Adobe has released critical security patches, fixing 13 bugs in its Reader and Acrobat software.
The patches were released Tuesday, the same day as Microsoft's monthly security update, making for a hectic day of patching for some system administrators. Microsoft patched a record 31 bugs, including critical flaws in Windows, Office, and Internet Explorer.
Adobe's software has increasingly been targeted by attackers who have found ways to use bugs in the code to install malicious software on computers. They do this by tricking a victim into opening a maliciously encoded .pdf file. "These vulnerabilities would cause the application to crash and could potentially allow an attacker to take control of the affected system," Adobe said in its security advisory Tuesday.

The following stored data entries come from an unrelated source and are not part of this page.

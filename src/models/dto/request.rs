use std::collections::HashMap;

use serde::{Deserialize, Serialize};
use validator::Validate;

use crate::models::domain::question::QuestionOption;

fn default_num_questions() -> usize {
    50
}

fn default_time_limit() -> i64 {
    30
}

#[derive(Debug, Clone, Deserialize, Validate)]
pub struct ConfigureQuizRequest {
    #[validate(length(min = 1, max = 64))]
    pub username: String,
    pub subject: Option<String>,
    #[serde(default = "default_num_questions")]
    #[validate(range(min = 1, max = 500))]
    pub num_questions: usize,
    #[serde(default = "default_time_limit")]
    #[validate(range(min = 1, max = 480))]
    pub time_limit: i64,
    #[serde(default)]
    pub shuffle_options: bool,
}

/// One submitted value: either a plain string or a full option object.
/// Clients that echo back image options post the `{type, content}` shape.
#[derive(Debug, Clone, Deserialize, Serialize)]
#[serde(untagged)]
pub enum AnswerEntry {
    Text(String),
    Option(QuestionOption),
}

impl AnswerEntry {
    pub fn content(&self) -> &str {
        match self {
            AnswerEntry::Text(text) => text,
            AnswerEntry::Option(option) => &option.content,
        }
    }
}

/// The value submitted for one question: a single entry for single-select,
/// a list for multi-select.
#[derive(Debug, Clone, Deserialize, Serialize)]
#[serde(untagged)]
pub enum AnswerValue {
    Many(Vec<AnswerEntry>),
    One(AnswerEntry),
}

impl AnswerValue {
    pub fn entries(&self) -> Vec<&AnswerEntry> {
        match self {
            AnswerValue::Many(entries) => entries.iter().collect(),
            AnswerValue::One(entry) => vec![entry],
        }
    }
}

#[derive(Debug, Clone, Deserialize, Validate)]
pub struct SubmitQuizRequest {
    #[validate(length(min = 1, max = 64))]
    pub username: String,
    pub subject: Option<String>,
    pub quiz_token: String,
    /// Keyed by 1-based question position, as a string.
    #[serde(default)]
    pub answers: HashMap<String, AnswerValue>,
}

#[cfg(test)]
mod tests {
    use super::*;

    #[test]
    fn answer_value_accepts_string_list_and_option_object() {
        let single: AnswerValue = serde_json::from_str("\"Paris\"").unwrap();
        assert_eq!(single.entries()[0].content(), "Paris");

        let many: AnswerValue = serde_json::from_str("[\"A\", \"B\"]").unwrap();
        let contents: Vec<&str> = many.entries().iter().map(|e| e.content()).collect();
        assert_eq!(contents, vec!["A", "B"]);

        let object: AnswerValue =
            serde_json::from_str("{\"type\": \"image\", \"content\": \"/static/img/a.png\"}")
                .unwrap();
        assert_eq!(object.entries()[0].content(), "/static/img/a.png");
    }

    #[test]
    fn configure_request_applies_defaults() {
        let request: ConfigureQuizRequest =
            serde_json::from_str("{\"username\": \"alice\"}").unwrap();

        assert_eq!(request.num_questions, 50);
        assert_eq!(request.time_limit, 30);
        assert!(!request.shuffle_options);
        assert!(request.subject.is_none());
    }

    #[test]
    fn configure_request_rejects_zero_questions() {
        let request: ConfigureQuizRequest =
            serde_json::from_str("{\"username\": \"alice\", \"num_questions\": 0}").unwrap();

        assert!(request.validate().is_err());
    }
}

Adobe's patches are for Windows and Macintosh users. Unix customers will have to wait until next week to get their updates, Adobe said.
Adobe has now moved to regular, quarterly security updates to make it easier for customers to plan. If it sticks to its schedule, the next Adobe update should be Sept. 8.

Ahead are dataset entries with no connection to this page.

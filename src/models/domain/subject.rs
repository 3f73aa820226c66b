use chrono::{DateTime, Utc};
use serde::{Deserialize, Serialize};

/// Catalog entry for one question-bank context. Read-only from the quiz
/// engine's point of view; seeding is a bootstrap concern.
#[derive(Clone, Debug, PartialEq, Eq, Deserialize, Serialize)]
pub struct Subject {
    pub code: String,
    pub name: String,
    pub data_file: String,
    pub created_at: DateTime<Utc>,
}

impl Subject {
    pub fn new(code: &str, name: &str, data_file: &str) -> Self {
        Self {
            code: code.to_string(),
            name: name.to_string(),
            data_file: data_file.to_string(),
            created_at: Utc::now(),
        }
    }
}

Other file formats have also come under attack in the past few years, including Microsoft Office and Apple's QuickTime. In fact, Microsoft still needs to patch a publicly known flaw in the way its DirectShow software reads QuickTime files. Hackers have been exploiting this flaw in a small number of on-line attacks, Microsoft said.
Although these file-format attacks are rarely widespread, they can be tough to defend against, because so many different pieces of software -- even antivirus programs -- can be targeted with such an attack.
File format attacks are the new "low hanging fruit" for hackers, according to Steve Manzuik, a senior manager of security research at Juniper Networks.
"For the average user to stay safe, it's probably pretty tough," he added. "If someone wants to hack you bad enough they're going to do it."